Set down, in full, every record in the block.

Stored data
------

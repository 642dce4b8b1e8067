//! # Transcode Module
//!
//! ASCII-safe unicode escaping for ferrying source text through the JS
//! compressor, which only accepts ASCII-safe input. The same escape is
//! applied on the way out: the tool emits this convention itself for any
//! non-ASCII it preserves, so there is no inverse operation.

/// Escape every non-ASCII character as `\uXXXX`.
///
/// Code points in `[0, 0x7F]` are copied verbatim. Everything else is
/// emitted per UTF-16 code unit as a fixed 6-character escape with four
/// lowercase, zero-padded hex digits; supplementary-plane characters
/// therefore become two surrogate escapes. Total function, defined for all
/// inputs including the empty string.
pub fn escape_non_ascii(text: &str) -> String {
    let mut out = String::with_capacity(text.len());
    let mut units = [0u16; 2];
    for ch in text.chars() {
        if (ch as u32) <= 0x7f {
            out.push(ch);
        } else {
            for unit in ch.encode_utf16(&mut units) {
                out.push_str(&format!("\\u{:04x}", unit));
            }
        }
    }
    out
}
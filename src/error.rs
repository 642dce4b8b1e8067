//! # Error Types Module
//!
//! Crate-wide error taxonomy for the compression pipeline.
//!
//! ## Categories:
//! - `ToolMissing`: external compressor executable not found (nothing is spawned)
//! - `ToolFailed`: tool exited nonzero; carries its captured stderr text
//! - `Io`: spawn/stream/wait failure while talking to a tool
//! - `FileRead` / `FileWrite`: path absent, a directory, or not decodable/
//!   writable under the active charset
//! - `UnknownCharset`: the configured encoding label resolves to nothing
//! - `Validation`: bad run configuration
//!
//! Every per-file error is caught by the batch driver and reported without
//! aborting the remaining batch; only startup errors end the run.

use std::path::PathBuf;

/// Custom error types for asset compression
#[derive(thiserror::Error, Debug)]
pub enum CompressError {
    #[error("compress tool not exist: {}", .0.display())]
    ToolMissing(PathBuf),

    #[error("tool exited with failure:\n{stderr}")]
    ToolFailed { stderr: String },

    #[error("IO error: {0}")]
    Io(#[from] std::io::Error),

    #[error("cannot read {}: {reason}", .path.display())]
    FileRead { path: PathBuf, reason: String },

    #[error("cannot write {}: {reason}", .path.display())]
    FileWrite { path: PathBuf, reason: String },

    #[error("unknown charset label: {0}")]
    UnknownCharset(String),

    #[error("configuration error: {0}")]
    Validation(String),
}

------

The answer:
repository 642dce4b8b1e8067
//! # Transcode Module
//!
//! ASCII-safe unicode escaping for ferrying source text through the JS
//! compressor, which only accepts ASCII-safe input. The same escape is
//! applied on the way out: the tool emits this convention itself for any
//! non-ASCII it preserves, so there is no inverse operation.

/// Escape every non-ASCII character as `\uXXXX`.
///
/// Code points in `[0, 0x7F]` are copied verbatim. Everything else is
/// emitted per UTF-16 code unit as a fixed 6-character escape with four
/// lowercase, zero-padded hex digits; supplementary-plane characters
/// therefore become two surrogate escapes. Total function, defined for all
/// inputs including the empty string.
pub fn escape_non_ascii(text: &str) -> String {
    let mut out = String::with_capacity(text.len());
    let mut units = [0u16; 2];
    for ch in text.chars() {
        if (ch as u32) <= 0x7f {
            out.push(ch);
        } else {
            for unit in ch.encode_utf16(&mut units) {
                out.push_str(&format!("\\u{:04x}", unit));
            }
        }
    }
    out
}
filename src/error.rs
repository 642dce4b8b1e8067
//! # Error Types Module
//!
//! Crate-wide error taxonomy for the compression pipeline.
//!
//! ## Categories:
//! - `ToolMissing`: external compressor executable not found (nothing is spawned)
//! - `ToolFailed`: tool exited nonzero; carries its captured stderr text
//! - `Io`: spawn/stream/wait failure while talking to a tool
//! - `FileRead` / `FileWrite`: path absent, a directory, or not decodable/
//!   writable under the active charset
//! - `UnknownCharset`: the configured encoding label resolves to nothing
//! - `Validation`: bad run configuration
//!
//! Every per-file error is caught by the batch driver and reported without
//! aborting the remaining batch; only startup errors end the run.

use std::path::PathBuf;

/// Custom error types for asset compression
#[derive(thiserror::Error, Debug)]
pub enum CompressError {
    #[error("compress tool not exist: {}", .0.display())]
    ToolMissing(PathBuf),

    #[error("tool exited with failure:\n{stderr}")]
    ToolFailed { stderr: String },

    #[error("IO error: {0}")]
    Io(#[from] std::io::Error),

    #[error("cannot read {}: {reason}", .path.display())]
    FileRead { path: PathBuf, reason: String },

    #[error("cannot write {}: {reason}", .path.display())]
    FileWrite { path: PathBuf, reason: String },

    #[error("unknown charset label: {0}")]
    UnknownCharset(String),

    #[error("configuration error: {0}")]
    Validation(String),
}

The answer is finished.